Barcelone et moi

Le journal du coronavirus – épisode 19

Sale temps pour les prophètes.
 
 
La chose est passée assez inaperçue. Pourtant, elle marque peut-être un tournant dans l'histoire de l’humanité. Oui, je sais bien que des mots comme « historiques » ou « exceptionnels » ont été galvaudés un peu plus à chaque nouveau but de Lionel Messi. Pourtant, ces termes sont légitimes à l'heure où les stars du football ne sont pas les seules à briller par leur absence... Où sont donc passés les prophètes de l'apocalypse ? Comment ne profitent-ils pas de cette crise sanitaire mondialisée ? Une pandémie pour un prédicateur, c'est comme un penalty sans gardien de but pour Cristiano Ronaldo (désolé, les sponsors m’obligeaient à citer les deux joueurs). Bref : c'est une occasion immanquable. Un virus qui parcourt la planète de Wuhan à New-York en passant par Milan et les bordels de la Junquera, c'est du pain béni pour les marchands de moraline, les fous de Dieu et les vengeurs monothéistes !
On l’avait bien vu avec le sida : « punition divine », « châtiment purificateur », « condamnation céleste du péché »... La calotte sous toutes ses formes s'était déchaînée avec l'avidité massacrante (et suspecte) d'un puritain sur un magazine porno.
Avec l'épidémie de Covid-19, quelques opportunistes ont bien tenté leur chance, mais manque de bol, le virus saute sans partage sur les curés, rabbins et imams comme sur l'athée ou l'agnostique. D’autant que dans le secteur du sectarisme, la moyenne d'âge élevée des professionnels est plus propice à la contamination. Les processions chrétiennes, le pélerinage à la Mecque et les célébrations de la Pâque juive ont été soumis aux règles du confinement, pour cause de crise sanitaire. Dieu a obéi à la prescription médicale.
 
(Le dimanche des Rameaux - 5/04/2020)
 
J'ai toujours pensé que Arturo San Agustin avait profité de son nom comme d’un sésame pour s’ouvrir les portes du Vatican, où il fréquente jusqu'au Pape. L'écrivain-journaliste est aussi à l'aise parmi la Curie qu'à la table du restaurant Casa Leopoldo, référence gastronomique, taurine et littéraire du quartier du Raval. À Barcelone comme à Rome, il promène toujours ce même regard ironique et curieux, conscient que les questions sont souvent plus intéressantes que les réponses. Surtout quand il n'y a pas de réponse.

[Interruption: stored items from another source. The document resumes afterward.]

//! # Confluence Sync
//!
//! The fan-out engine of the Confluence stream platform: one caller session
//! is multiplexed across per-backend sync connections and merged back into a
//! single ordered outbound channel.
//!
//! ## Components
//!
//! - [`Syncer`]: one backend node's contribution to a session, either
//!   [`LocalSyncer`] (in-process storage) or [`RemoteSyncer`] (wire)
//! - [`SyncerSet`]: the per-session registry mapping streams and node
//!   addresses to syncers and merging their output
//! - [`SyncSession`]: the per-caller state machine serializing control
//!   commands and relaying merged events
//! - [`SyncHandler`]: the process-wide session directory routing control
//!   calls to the right session
//! - [`SyncReceiver`]: the simpler single-upstream client that demultiplexes
//!   one node's stream and retries failed streams with backoff
//!
//! Ordering: events for a single stream arrive in the order the owning
//! backend produced them. Nothing is guaranteed across streams.

pub mod handler;
pub mod local;
pub mod operation;
pub mod receiver;
pub mod remote;
pub mod syncer;
pub mod syncer_set;

pub use handler::SyncHandler;
pub use local::LocalSyncer;
pub use operation::{ResponseSink, SyncSession};
pub use receiver::{SyncReceiver, SyncUpdate, SyncUpdateKind, start_sync_receiver};
pub use remote::RemoteSyncer;
pub use syncer::Syncer;
pub use syncer_set::{SyncerSet, group_cookies};
//! Syncer registry
//!
//! The per-session set of syncers, keyed by backend node address, plus the
//! stream -> syncer routing map. Both maps live under one mutex and are
//! always mutated together: every tracked stream maps to an address present
//! in the syncer map, and a syncer that reports itself empty leaves the
//! registry in the same critical section.
//!
//! Syncers execute on independent tasks that communicate only through the
//! merged output channel. Shutdown waits for every task before the channel
//! is closed; the closed channel is what tells the session to emit `Close`.

use std::collections::HashMap;
use std::sync::Arc;

use tokio::sync::mpsc;
use tokio::task::JoinHandle;
use tracing::{debug, warn};

use confluence_core::{
    CancelScope, NodeAddress, NodeDirectory, StreamCache, StreamId, SyncCookie, SyncError,
    SyncFrame, SyncResult, validate_cookie,
};

use crate::local::LocalSyncer;
use crate::remote::RemoteSyncer;
use crate::syncer::Syncer;

/// Capacity of the merged output channel shared by all syncers.
pub const MESSAGES_BUFFER: usize = 256;

/// Validate caller-supplied cookies and group them by owning node address.
///
/// Later cookies win when the same stream appears twice.
pub fn group_cookies(
    cookies: &[SyncCookie],
) -> SyncResult<HashMap<NodeAddress, Vec<SyncCookie>>> {
    let mut by_stream: HashMap<NodeAddress, HashMap<StreamId, SyncCookie>> = HashMap::new();
    for cookie in cookies {
        validate_cookie(cookie)?;
        by_stream
            .entry(cookie.node_address)
            .or_default()
            .insert(cookie.stream_id, cookie.clone());
    }
    Ok(by_stream
        .into_iter()
        .map(|(addr, set)| (addr, set.into_values().collect()))
        .collect())
}

struct SetState {
    /// Set once the session is shutting down; rejects further mutation.
    stopped: bool,
    /// Active syncers, keyed by backend node address.
    syncers: HashMap<NodeAddress, Arc<Syncer>>,
    /// Which syncer currently owns each tracked stream.
    stream_to_syncer: HashMap<StreamId, NodeAddress>,
    /// Running syncer tasks, drained at shutdown.
    tasks: Vec<JoinHandle<()>>,
}

/// The set of syncers serving one sync session.
pub struct SyncerSet {
    /// Session scope; cancelling it stops the whole set.
    scope: CancelScope,
    sync_id: String,
    local_addr: NodeAddress,
    cache: Arc<dyn StreamCache>,
    directory: Arc<dyn NodeDirectory>,
    /// Sending half of the merged channel; taken at shutdown so the channel
    /// closes once every syncer has dropped its clone.
    messages: std::sync::Mutex<Option<mpsc::Sender<SyncFrame>>>,
    state: tokio::sync::Mutex<SetState>,
}

impl SyncerSet {
    /// Build the set for the given cookies, one syncer per backend node.
    ///
    /// Streams on unreachable remotes are reported `Down` instead of
    /// failing the session. Returns the receiving half of the merged
    /// channel; call [`start_all`](Self::start_all) to begin syncing and
    /// spawn [`run`](Self::run) to supervise shutdown.
    pub async fn new(
        scope: CancelScope,
        sync_id: String,
        local_addr: NodeAddress,
        cache: Arc<dyn StreamCache>,
        directory: Arc<dyn NodeDirectory>,
        grouped: HashMap<NodeAddress, Vec<SyncCookie>>,
    ) -> (Arc<Self>, mpsc::Receiver<SyncFrame>) {
        let (tx, rx) = mpsc::channel(MESSAGES_BUFFER);

        let mut syncers: HashMap<NodeAddress, Arc<Syncer>> = HashMap::new();
        let mut stream_to_syncer = HashMap::new();
        let mut tasks = Vec::new();

        for (address, cookies) in grouped {
            let stream_ids: Vec<StreamId> = cookies.iter().map(|c| c.stream_id).collect();

            let syncer = if address == local_addr {
                Syncer::Local(
                    LocalSyncer::new(
                        sync_id.clone(),
                        scope.clone(),
                        local_addr,
                        cache.clone(),
                        cookies,
                        tx.clone(),
                    )
                    .await,
                )
            } else {
                let client = match directory.client_for_address(address) {
                    Ok(client) => client,
                    Err(err) => {
                        warn!(
                            sync_id = %sync_id,
                            remote = %address.short_id(),
                            error = %err,
                            "unable to find client for remote stream sync"
                        );
                        tasks.push(spawn_unavailable(tx.clone(), scope.clone(), stream_ids));
                        continue;
                    }
                };
                match RemoteSyncer::new(
                    sync_id.clone(),
                    scope.clone(),
                    address,
                    client,
                    cookies,
                    tx.clone(),
                )
                .await
                {
                    Ok(syncer) => Syncer::Remote(syncer),
                    Err(err) => {
                        warn!(
                            sync_id = %sync_id,
                            remote = %address.short_id(),
                            error = %err,
                            "unable to connect to remote node when starting stream sync"
                        );
                        tasks.push(spawn_unavailable(tx.clone(), scope.clone(), stream_ids));
                        continue;
                    }
                }
            };

            let syncer = Arc::new(syncer);
            for stream_id in stream_ids {
                stream_to_syncer.insert(stream_id, address);
            }
            syncers.insert(address, syncer);
        }

        let set = Arc::new(Self {
            scope,
            sync_id,
            local_addr,
            cache,
            directory,
            messages: std::sync::Mutex::new(Some(tx)),
            state: tokio::sync::Mutex::new(SetState {
                stopped: false,
                syncers,
                stream_to_syncer,
                tasks,
            }),
        });

        (set, rx)
    }

    /// Start a task for every syncer built from the initial cookies.
    pub async fn start_all(self: &Arc<Self>) {
        let mut state = self.state.lock().await;
        let syncers: Vec<Arc<Syncer>> = state.syncers.values().cloned().collect();
        for syncer in syncers {
            self.start_syncer_locked(&mut state, syncer);
        }
    }

    /// Supervise shutdown: wait for session cancellation, then for every
    /// syncer task, then close the merged channel.
    pub async fn run(&self) {
        self.scope.cancelled().await;

        let tasks = {
            let mut state = self.state.lock().await;
            state.stopped = true;
            std::mem::take(&mut state.tasks)
        };
        for task in tasks {
            let _ = task.await;
        }

        {
            let mut state = self.state.lock().await;
            state.syncers.clear();
            state.stream_to_syncer.clear();
        }
        // Last sender clone gone: the session loop sees the channel close
        // and emits the final Close frame.
        self.messages
            .lock()
            .unwrap_or_else(|e| e.into_inner())
            .take();
        debug!(sync_id = %self.sync_id, "syncer set stopped");
    }

    /// Route one more stream into the set, creating a syncer for its
    /// backend if none exists yet. Adding an already-tracked stream is a
    /// no-op.
    pub async fn add_stream(
        self: &Arc<Self>,
        address: NodeAddress,
        stream_id: StreamId,
        cookie: SyncCookie,
    ) -> SyncResult<()> {
        let mut state = self.state.lock().await;
        if state.stopped {
            return Err(SyncError::Canceled(format!(
                "sync operation {} stopped",
                self.sync_id
            )));
        }
        if state.stream_to_syncer.contains_key(&stream_id) {
            // Stream is already part of the sync operation.
            return Ok(());
        }

        if let Some(syncer) = state.syncers.get(&address).cloned() {
            syncer.add_stream(cookie).await?;
            state.stream_to_syncer.insert(stream_id, address);
            return Ok(());
        }

        // First stream for this backend: create a new syncer.
        let sender = self.sender()?;
        let syncer = if address == self.local_addr {
            Syncer::Local(
                LocalSyncer::new(
                    self.sync_id.clone(),
                    self.scope.clone(),
                    self.local_addr,
                    self.cache.clone(),
                    vec![cookie],
                    sender,
                )
                .await,
            )
        } else {
            let client = self.directory.client_for_address(address)?;
            Syncer::Remote(
                RemoteSyncer::new(
                    self.sync_id.clone(),
                    self.scope.clone(),
                    address,
                    client,
                    vec![cookie],
                    sender,
                )
                .await?,
            )
        };

        let syncer = Arc::new(syncer);
        state.syncers.insert(address, syncer.clone());
        state.stream_to_syncer.insert(stream_id, address);
        self.start_syncer_locked(&mut state, syncer);
        Ok(())
    }

    /// Remove one stream, dropping its syncer if it now tracks nothing.
    pub async fn remove_stream(&self, stream_id: StreamId) -> SyncResult<()> {
        let mut state = self.state.lock().await;
        let (address, syncer) = self.owning_syncer(&state, stream_id)?;

        let syncer_stopped = syncer.remove_stream(stream_id).await?;

        state.stream_to_syncer.remove(&stream_id);
        if syncer_stopped {
            state.syncers.remove(&address);
        }
        Ok(())
    }

    /// Force one stream to report `Down`. Operational/test tooling.
    pub async fn debug_drop_stream(&self, stream_id: StreamId) -> SyncResult<()> {
        let mut state = self.state.lock().await;
        let (address, syncer) = self.owning_syncer(&state, stream_id)?;

        let syncer_stopped = syncer.debug_drop_stream(stream_id).await?;

        state.stream_to_syncer.remove(&stream_id);
        if syncer_stopped {
            state.syncers.remove(&address);
        }
        Ok(())
    }

    /// Forget the routing entry for a stream that went `Down`, so a later
    /// `AddStream` for it is not treated as a duplicate. Called by the
    /// session as `Down` frames pass through it.
    pub(crate) async fn unmap_stream(&self, stream_id: StreamId) {
        let mut state = self.state.lock().await;
        state.stream_to_syncer.remove(&stream_id);
    }

    /// Number of registered syncers and tracked streams, for tests and
    /// introspection.
    pub async fn counts(&self) -> (usize, usize) {
        let state = self.state.lock().await;
        (state.syncers.len(), state.stream_to_syncer.len())
    }

    fn owning_syncer(
        &self,
        state: &SetState,
        stream_id: StreamId,
    ) -> SyncResult<(NodeAddress, Arc<Syncer>)> {
        let address = state
            .stream_to_syncer
            .get(&stream_id)
            .copied()
            .ok_or_else(|| SyncError::stream_not_found(&self.sync_id, stream_id))?;
        // A missing syncer here would mean the two maps disagree.
        let syncer = state
            .syncers
            .get(&address)
            .cloned()
            .ok_or_else(|| SyncError::stream_not_found(&self.sync_id, stream_id))?;
        Ok((address, syncer))
    }

    fn sender(&self) -> SyncResult<mpsc::Sender<SyncFrame>> {
        self.messages
            .lock()
            .unwrap_or_else(|e| e.into_inner())
            .clone()
            .ok_or_else(|| {
                SyncError::Canceled(format!("sync operation {} stopped", self.sync_id))
            })
    }

    /// Spawn a syncer's task and register it for shutdown supervision.
    /// The caller must hold the state lock.
    fn start_syncer_locked(self: &Arc<Self>, state: &mut SetState, syncer: Arc<Syncer>) {
        let set = Arc::clone(self);
        let handle = tokio::spawn(async move {
            syncer.run().await;
            // The syncer finished (connection gone or session over): drop
            // it from the registry unless a replacement already took the
            // address.
            let mut state = set.state.lock().await;
            let address = syncer.address();
            if let Some(current) = state.syncers.get(&address) {
                if Arc::ptr_eq(current, &syncer) {
                    state.syncers.remove(&address);
                    state.stream_to_syncer.retain(|_, a| *a != address);
                }
            }
        });
        state.tasks.push(handle);
    }
}

/// Report every stream of an unreachable backend as `Down`.
fn spawn_unavailable(
    messages: mpsc::Sender<SyncFrame>,
    scope: CancelScope,
    stream_ids: Vec<StreamId>,
) -> JoinHandle<()> {
    tokio::spawn(async move {
        for stream_id in stream_ids {
            tokio::select! {
                res = messages.send(SyncFrame::down_frame(stream_id)) => {
                    if res.is_err() {
                        return;
                    }
                }
                _ = scope.cancelled() => return,
            }
        }
    })
}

Dans les couloirs du Vatican, Arturo s'est amusé à demander à ses amis Cardinaux s'il pouvaient imaginer « un robot ayant la foi » :
- Pour la première fois, ces personnes cultivées ne savaient pas répondre à ma question. Ça m'a surpris, et ça m'a donné l'idée d'un roman futuriste.
Dans sa dystopie (1), Arturo imagine un nouveau type de combat religieux impliquant deux robots croyants fanatisés : l'un fabriqué en Chine, et l'autre aux États-Unis. Avec la science au cœur des religions ; la science comme religion. C'est à la fois drôle, inquiétant, métaphorique, et un brin prémonitoire.
Car si les prédicateurs divins ont été inaudibles au cours de cette crise du Covid-19, c'est parce que la science a imposé ses règles, ses pratiques et ses dogmes : d'un côté la vérité scientifique, de l'autre les hérétiques (au bûcher, les pseudo-sciences!). La science avec ses anathèmes aussi (« alors tu penses que la terre est plate et qu'on peut guérir du virus en buvant de la javel !»).
Mais à la différence avec les prêcheurs d’apocalypse, les adorateurs de la Science nous annoncent un futur « sur terre » idyllique, sain et délivré de toute maladie. À condition de respecter bien sûr son catéchisme hygiéniste, les gestes barrières, les règles de confinement et les distances de sécurité.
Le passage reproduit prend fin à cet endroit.